Negative Emotions – Persons with bipolar disorder typically experience extreme emotional highs and lows, which can contribute to substance use and abuse. Individuals are highly likely to use drugs and alcohol to either celebrate highs or to attempt to self-medicate negative emotions, and persons with bipolar disorder are especially vulnerable. This is very true during recovery as well, where negative emotions are often a trigger for relapse, putting bipolar persons at greater risk of relapse than an otherwise healthy individual. At the same time, persons with mental disorders such as bipolar disorder are more likely to be lonely, socially isolated, and to put themselves in positions where they hurt their loved ones. This can create an increased propensity to feel negative emotions, and more strongly, which increases the likelihood of substance abuse.
Bipolar disorder contributes to an increased chance of addiction in numerous ways, meaning that you are more vulnerable. However, that does not mean you can’t get treatment.
Recovering from Addiction with Bipolar Disorder
An estimated 51% of all persons with bipolar disorder suffer from a substance use disorder at some point during their lives.

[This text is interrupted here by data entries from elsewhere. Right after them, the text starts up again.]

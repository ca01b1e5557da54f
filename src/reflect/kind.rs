/// Non-owning reference to a type defined elsewhere in the model.
///
/// Referenced types are never expanded in place; descriptors and paths carry
/// only the module/name pair.
#[derive(Debug, Clone, PartialEq, Eq)]
pub struct TypeRef {
	/// Module the type lives in.
	pub module: Box<str>,
	/// Type name inside the module.
	pub name: Box<str>,
}

impl TypeRef {
	/// Build a reference from module and type names.
	pub fn new(module: impl Into<String>, name: impl Into<String>) -> Self {
		Self {
			module: module.into().into_boxed_str(),
			name: name.into().into_boxed_str(),
		}
	}

	/// Stable path form, `/{module}.{name}`.
	pub fn path(&self) -> String {
		format!("/{}.{}", self.module, self.name)
	}
}

/// Closed set of property categories the extractor dispatches on.
///
/// Nested kinds carry their element descriptors directly, so adding a kind is
/// one variant plus one dispatch arm.
#[derive(Debug, Clone, PartialEq)]
pub enum PropertyKind {
	/// Boolean flag.
	Bool,
	/// Signed 8-bit integer.
	Int8,
	/// Signed 16-bit integer.
	Int16,
	/// Signed 32-bit integer.
	Int32,
	/// Signed 64-bit integer; exported as a decimal string.
	Int64,
	/// Unsigned byte, optionally backed by a legacy enum definition.
	Byte {
		/// Attached enum name, when the byte is enum-valued.
		enum_type: Option<Box<str>>,
	},
	/// Unsigned 16-bit integer.
	UInt16,
	/// Unsigned 32-bit integer.
	UInt32,
	/// Unsigned 64-bit integer; exported as a decimal string.
	UInt64,
	/// 32-bit float.
	Float,
	/// 64-bit float.
	Double,
	/// Plain string.
	Str,
	/// Interned name string.
	Name,
	/// UTF-8 string.
	Utf8Str,
	/// Rich localizable text; serialized through the structured sub-serializer.
	Text,
	/// Scoped or flags enumeration.
	Enum {
		/// Enum definition name.
		enum_type: Box<str>,
	},
	/// Strong object reference.
	Object {
		/// Referenced class.
		class: TypeRef,
	},
	/// Weak object reference.
	WeakObject {
		/// Referenced class.
		class: TypeRef,
	},
	/// Lazy object reference carrying a persistent unique id.
	LazyObject {
		/// Referenced class.
		class: TypeRef,
	},
	/// Soft reference stored as an unresolved path.
	SoftObject {
		/// Referenced class.
		class: TypeRef,
	},
	/// Interface reference to an implementing object.
	Interface {
		/// Interface class.
		class: TypeRef,
	},
	/// Reference to a property by field path.
	FieldPath,
	/// Single-cast delegate.
	Delegate,
	/// Multicast delegate with sparse storage.
	MulticastSparseDelegate,
	/// Multicast delegate with inline storage; target identities are
	/// unreliable and export is best-effort.
	MulticastInlineDelegate,
	/// Composite value of a named struct type.
	Struct {
		/// Struct definition reference.
		target: TypeRef,
	},
	/// Dynamically-sized array.
	Array {
		/// Element descriptor.
		value: Box<Property>,
	},
	/// Key/value map; keys are not restricted to strings.
	Map {
		/// Key descriptor.
		key: Box<Property>,
		/// Value descriptor.
		value: Box<Property>,
	},
	/// Unordered unique-element container.
	Set {
		/// Element descriptor.
		value: Box<Property>,
	},
	/// Optionally-present value.
	Optional {
		/// Contained descriptor.
		value: Box<Property>,
	},
	/// Host kind with no encoding rule; exports a bare type tag and extracts
	/// to a sentinel.
	Unknown {
		/// Host-side kind tag, for diagnostics.
		tag: Box<str>,
	},
}

impl PropertyKind {
	/// Stable kind tag used in descriptors and diagnostics.
	pub fn tag(&self) -> &str {
		match self {
			PropertyKind::Bool => "Bool",
			PropertyKind::Int8 => "Int8",
			PropertyKind::Int16 => "Int16",
			PropertyKind::Int32 => "Int32",
			PropertyKind::Int64 => "Int64",
			PropertyKind::Byte { .. } => "Byte",
			PropertyKind::UInt16 => "UInt16",
			PropertyKind::UInt32 => "UInt32",
			PropertyKind::UInt64 => "UInt64",
			PropertyKind::Float => "Float",
			PropertyKind::Double => "Double",
			PropertyKind::Str => "Str",
			PropertyKind::Name => "Name",
			PropertyKind::Utf8Str => "Utf8Str",
			PropertyKind::Text => "Text",
			PropertyKind::Enum { .. } => "Enum",
			PropertyKind::Object { .. } => "Object",
			PropertyKind::WeakObject { .. } => "WeakObject",
			PropertyKind::LazyObject { .. } => "LazyObject",
			PropertyKind::SoftObject { .. } => "SoftObject",
			PropertyKind::Interface { .. } => "Interface",
			PropertyKind::FieldPath => "FieldPath",
			PropertyKind::Delegate => "Delegate",
			PropertyKind::MulticastSparseDelegate => "MulticastSparseDelegate",
			PropertyKind::MulticastInlineDelegate => "MulticastInlineDelegate",
			PropertyKind::Struct { .. } => "Struct",
			PropertyKind::Array { .. } => "Array",
			PropertyKind::Map { .. } => "Map",
			PropertyKind::Set { .. } => "Set",
			PropertyKind::Optional { .. } => "Optional",
			PropertyKind::Unknown { tag } => tag,
		}
	}
}

/// One property descriptor on a class or struct.
#[derive(Debug, Clone, PartialEq)]
pub struct Property {
	/// Property name; empty on nested/element descriptors.
	pub name: Box<str>,
	/// Value category.
	pub kind: PropertyKind,
	/// Host-defined 64-bit flag word.
	pub flags: u64,
	/// Fixed inline array length; 1 for plain properties.
	pub array_dim: u32,
}

impl Property {
	/// Build a named root property with default flags and dimension.
	pub fn new(name: impl Into<String>, kind: PropertyKind) -> Self {
		Self {
			name: name.into().into_boxed_str(),
			kind,
			flags: 0,
			array_dim: 1,
		}
	}

	/// Build a nameless nested/element descriptor.
	pub fn nested(kind: PropertyKind) -> Self {
		Self::new("", kind)
	}

	/// Set the flag word.
	pub fn with_flags(mut self, flags: u64) -> Self {
		self.flags = flags;
		self
	}

	/// Set the fixed inline array length.
	pub fn with_dim(mut self, array_dim: u32) -> Self {
		self.array_dim = array_dim;
		self
	}
}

While many never go on to seek help, many rehabilitation facilities offer programs specifically designed to help comorbid and dual-diagnosis patients, including those with dual diagnosis. In some cases, these programs will be specifically tailored to individuals with bipolar disorder but are much more likely to be personalized and tailored to the individual patient during intake.

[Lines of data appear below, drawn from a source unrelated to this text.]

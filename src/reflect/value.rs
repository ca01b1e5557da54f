/// Canonical interchange value produced by extraction and export.
#[derive(Debug, Clone, PartialEq)]
pub enum Value {
	/// Absent or dead reference.
	Null,
	/// Boolean literal.
	Bool(bool),
	/// Double-precision number; integers wider than 53 bits never use this.
	Number(f64),
	/// Text literal.
	String(Box<str>),
	/// Ordered element sequence.
	Array(Vec<Value>),
	/// Ordered key/value object.
	Object(ObjectValue),
}

impl Value {
	/// Build a string value from any string-like input.
	pub fn string(text: impl Into<String>) -> Self {
		Value::String(text.into().into_boxed_str())
	}

	/// Build a number value from an `f64`-representable input.
	pub fn number(value: impl Into<f64>) -> Self {
		Value::Number(value.into())
	}
}

/// Object node: unique keys, insertion order preserved.
#[derive(Debug, Clone, Default, PartialEq)]
pub struct ObjectValue {
	entries: Vec<(Box<str>, Value)>,
}

impl ObjectValue {
	/// Create an empty object.
	pub fn new() -> Self {
		Self::default()
	}

	/// Insert or replace a field; replacement keeps the entry's position.
	pub fn set(&mut self, key: impl Into<String>, value: Value) {
		let key = key.into().into_boxed_str();
		if let Some(slot) = self.entries.iter_mut().find(|(name, _)| *name == key) {
			slot.1 = value;
		} else {
			self.entries.push((key, value));
		}
	}

	/// Look up a field by key.
	pub fn get(&self, key: &str) -> Option<&Value> {
		self.entries.iter().find(|(name, _)| name.as_ref() == key).map(|(_, value)| value)
	}

	/// Iterate fields in insertion order.
	pub fn iter(&self) -> impl Iterator<Item = (&str, &Value)> {
		self.entries.iter().map(|(name, value)| (name.as_ref(), value))
	}

	/// Number of fields.
	pub fn len(&self) -> usize {
		self.entries.len()
	}

	/// True when the object has no fields.
	pub fn is_empty(&self) -> bool {
		self.entries.is_empty()
	}
}

impl From<ObjectValue> for Value {
	fn from(object: ObjectValue) -> Self {
		Value::Object(object)
	}
}
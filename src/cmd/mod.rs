/// Default-instance document print command.
pub mod defaults;
/// Two-file export command.
pub mod export;
/// Model summary command.
pub mod info;
/// Layout document print command.
pub mod layout;
/// Bundled demonstration model.
pub mod sample;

Dual-Diagnosis addiction treatment programs treat bipolar disorder and substance use disorder as interlinking disorders which cannot be treated separately. This is a stark contrast to traditional programs, which only treat substance use disorder. It’s also an important shift in approach, because persons with bipolar disorder cannot typically recover from substance use disorder without having their bipolar disorder treated, but they can’t have their bipolar disorder properly treated without recovering from substance use disorder.

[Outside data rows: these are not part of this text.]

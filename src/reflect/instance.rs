use serde::Serialize;

use crate::reflect::kind::TypeRef;
use crate::reflect::model::ObjectModel;

/// Arena handle for one live instance.
#[derive(Debug, Clone, Copy, PartialEq, Eq, Hash)]
pub struct InstanceId(usize);

/// Rich localizable text payload.
///
/// Carries its localization identity alongside the source string; export goes
/// through the structured sub-serializer rather than a plain string encoding.
#[derive(Debug, Clone, Serialize)]
pub struct LocalizedText {
	/// Localization namespace.
	pub namespace: Box<str>,
	/// Localization key.
	pub key: Box<str>,
	/// Source-language string.
	pub source: Box<str>,
}

/// One bound delegate endpoint.
#[derive(Debug, Clone)]
pub struct DelegateBinding {
	/// Bound target instance, when still alive.
	pub target: Option<InstanceId>,
	/// Bound function name.
	pub function: Box<str>,
}

/// Runtime storage for one reflected value slot.
#[derive(Debug, Clone)]
pub enum Datum {
	/// Boolean storage.
	Bool(bool),
	/// Signed 8-bit storage.
	I8(i8),
	/// Signed 16-bit storage.
	I16(i16),
	/// Signed 32-bit storage.
	I32(i32),
	/// Signed 64-bit storage.
	I64(i64),
	/// Unsigned 8-bit storage.
	U8(u8),
	/// Unsigned 16-bit storage.
	U16(u16),
	/// Unsigned 32-bit storage.
	U32(u32),
	/// Unsigned 64-bit storage.
	U64(u64),
	/// 32-bit float storage.
	F32(f32),
	/// 64-bit float storage.
	F64(f64),
	/// String storage, shared by plain/name/utf8/field-path kinds.
	Str(Box<str>),
	/// Rich localizable text storage.
	Text(LocalizedText),
	/// Raw enumeration value.
	EnumValue(i64),
	/// Object/weak/interface reference storage.
	Ref(Option<InstanceId>),
	/// Lazy reference storage with persistent unique id.
	LazyRef {
		/// Persistent unique id.
		unique_id: Box<str>,
		/// Referenced instance, when still alive.
		target: Option<InstanceId>,
	},
	/// Unresolved soft reference path.
	SoftPath(Box<str>),
	/// Single-cast delegate storage.
	Delegate(Option<DelegateBinding>),
	/// Multicast delegate invocation list.
	Multicast(Vec<DelegateBinding>),
	/// Nested composite storage.
	Struct(PropertyBag),
	/// Dynamic array storage.
	Array(Vec<Datum>),
	/// Map storage as key/value pairs in storage order.
	Map(Vec<(Datum, Datum)>),
	/// Set storage in storage order.
	Set(Vec<Datum>),
	/// Optional storage.
	Optional(Option<Box<Datum>>),
}

/// Ordered property-name to value-slot table backing one instance or struct.
///
/// A slot vector longer than one backs a fixed-size inline array property.
#[derive(Debug, Clone, Default)]
pub struct PropertyBag {
	entries: Vec<BagEntry>,
}

#[derive(Debug, Clone)]
struct BagEntry {
	name: Box<str>,
	slots: Vec<Datum>,
}

impl PropertyBag {
	/// Create an empty bag.
	pub fn new() -> Self {
		Self::default()
	}

	/// Store a single-slot value, replacing any existing entry.
	pub fn set(&mut self, name: impl Into<String>, datum: Datum) {
		self.set_slots(name, vec![datum]);
	}

	/// Store a multi-slot value for a fixed-size inline array property.
	pub fn set_slots(&mut self, name: impl Into<String>, slots: Vec<Datum>) {
		let name = name.into().into_boxed_str();
		if let Some(entry) = self.entries.iter_mut().find(|entry| entry.name == name) {
			entry.slots = slots;
		} else {
			self.entries.push(BagEntry { name, slots });
		}
	}

	/// Chained form of [`PropertyBag::set`].
	pub fn with(mut self, name: impl Into<String>, datum: Datum) -> Self {
		self.set(name, datum);
		self
	}

	/// Chained form of [`PropertyBag::set_slots`].
	pub fn with_slots(mut self, name: impl Into<String>, slots: Vec<Datum>) -> Self {
		self.set_slots(name, slots);
		self
	}

	/// Fetch one value slot by property name and element index.
	pub fn get(&self, name: &str, element_index: usize) -> Option<&Datum> {
		self.entries.iter().find(|entry| entry.name.as_ref() == name)?.slots.get(element_index)
	}
}

/// Owner of an instance: a module for roots, another instance otherwise.
#[derive(Debug, Clone, PartialEq, Eq)]
pub enum Outer {
	/// Root instance owned directly by a module.
	Module(Box<str>),
	/// Subobject owned by another instance.
	Instance(InstanceId),
}

/// One live instance in the model.
#[derive(Debug, Clone)]
pub struct Instance {
	/// Instance name, unique among its owner's children.
	pub name: Box<str>,
	/// Class the instance conforms to.
	pub class: TypeRef,
	/// Structural owner.
	pub outer: Outer,
	/// True for a class's canonical default instance.
	pub is_default: bool,
	/// Stored property values.
	pub values: PropertyBag,
}

impl ObjectModel {
	/// Register an instance and return its handle.
	pub fn add_instance(&mut self, instance: Instance) -> InstanceId {
		self.instances.push(instance);
		InstanceId(self.instances.len() - 1)
	}

	/// Fetch an instance by handle.
	pub fn instance(&self, id: InstanceId) -> Option<&Instance> {
		self.instances.get(id.0)
	}

	/// Mutable instance access for model assembly; exports never mutate.
	pub fn instance_mut(&mut self, id: InstanceId) -> Option<&mut Instance> {
		self.instances.get_mut(id.0)
	}

	/// Number of registered instances.
	pub fn instance_count(&self) -> usize {
		self.instances.len()
	}

	/// Stable, globally-unique path for an instance.
	///
	/// Roots render as `/{module}.{name}`, the first subobject level attaches
	/// with `:`, deeper levels with `.`.
	pub fn instance_path(&self, id: InstanceId) -> Option<String> {
		let instance = self.instance(id)?;
		match &instance.outer {
			Outer::Module(module) => Some(format!("/{}.{}", module, instance.name)),
			Outer::Instance(parent_id) => {
				let parent = self.instance(*parent_id)?;
				let separator = match parent.outer {
					Outer::Module(_) => ':',
					Outer::Instance(_) => '.',
				};
				let mut path = self.instance_path(*parent_id)?;
				path.push(separator);
				path.push_str(&instance.name);
				Some(path)
			}
		}
	}

	/// Instances directly owned by `id`, name-sorted.
	pub fn children_of(&self, id: InstanceId) -> Vec<InstanceId> {
		let mut children: Vec<InstanceId> = self
			.instances
			.iter()
			.enumerate()
			.filter(|(_, instance)| instance.outer == Outer::Instance(id))
			.map(|(index, _)| InstanceId(index))
			.collect();
		children.sort_by(|left, right| self.instances[left.0].name.cmp(&self.instances[right.0].name));
		children
	}

	/// Canonical default instance for a class, when one is registered.
	pub fn default_instance(&self, class_ref: &TypeRef) -> Option<InstanceId> {
		self.instances
			.iter()
			.position(|instance| instance.is_default && instance.class == *class_ref)
			.map(InstanceId)
	}
}

#[cfg(test)]
mod tests {
	use super::*;

	fn leaf_instance(name: &str, outer: Outer) -> Instance {
		Instance {
			name: name.into(),
			class: TypeRef::new("Core", "Object"),
			outer,
			is_default: false,
			values: PropertyBag::new(),
		}
	}

	#[test]
	fn paths_use_colon_then_dot() {
		let mut model = ObjectModel::new();
		let root = model.add_instance(leaf_instance("Default__Actor", Outer::Module("Engine".into())));
		let child = model.add_instance(leaf_instance("root", Outer::Instance(root)));
		let grandchild = model.add_instance(leaf_instance("shape", Outer::Instance(child)));

		assert_eq!(model.instance_path(root).as_deref(), Some("/Engine.Default__Actor"));
		assert_eq!(model.instance_path(child).as_deref(), Some("/Engine.Default__Actor:root"));
		assert_eq!(model.instance_path(grandchild).as_deref(), Some("/Engine.Default__Actor:root.shape"));
	}

	#[test]
	fn children_are_name_sorted() {
		let mut model = ObjectModel::new();
		let root = model.add_instance(leaf_instance("Default__Actor", Outer::Module("Engine".into())));
		model.add_instance(leaf_instance("zulu", Outer::Instance(root)));
		model.add_instance(leaf_instance("alpha", Outer::Instance(root)));
		model.add_instance(leaf_instance("mike", Outer::Instance(root)));

		let children = model.children_of(root);
		let names: Vec<&str> = children.iter().map(|id| model.instance(*id).expect("child exists").name.as_ref()).collect();
		assert_eq!(names, vec!["alpha", "mike", "zulu"]);
	}

	#[test]
	fn default_instance_matches_class() {
		let mut model = ObjectModel::new();
		let mut default = leaf_instance("Default__Object", Outer::Module("Core".into()));
		default.is_default = true;
		let id = model.add_instance(default);
		model.add_instance(leaf_instance("stray", Outer::Module("Core".into())));

		assert_eq!(model.default_instance(&TypeRef::new("Core", "Object")), Some(id));
		assert_eq!(model.default_instance(&TypeRef::new("Core", "Actor")), None);
	}

	#[test]
	fn bag_indexed_slots_resolve() {
		let bag = PropertyBag::new().with_slots("grid", vec![Datum::I32(1), Datum::I32(2)]);
		assert!(matches!(bag.get("grid", 1), Some(Datum::I32(2))));
		assert!(bag.get("grid", 2).is_none());
		assert!(bag.get("missing", 0).is_none());
	}
}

The answer is an integrated treatment, typically designed around the individual, with psychotherapy, counseling, behavioral therapy, and counseling. In most cases, this means seeking out intensive inpatient care in a rehabilitation facility, seeking out treatment from a rehab facility offering psychologists trained in dual diagnosis, and seeking out bipolar management treatment including psychotherapy to manage emotions.
Behavioral Therapy – Behavioral therapy is overwhelmingly the most popular option for treating both bipolar disorder and substance use disorder. For dual-diagnosis patients, it’s often used to approach both cravings and behavior behind substance abuse and emotional regulation and manic/ depressive episodes. Behavioral therapy is typically one-on-one with a therapist who may use cognitive behavioral therapy, dialectical behavioral therapy, or another similar therapy to help patients recognize, change, and replace behaviors.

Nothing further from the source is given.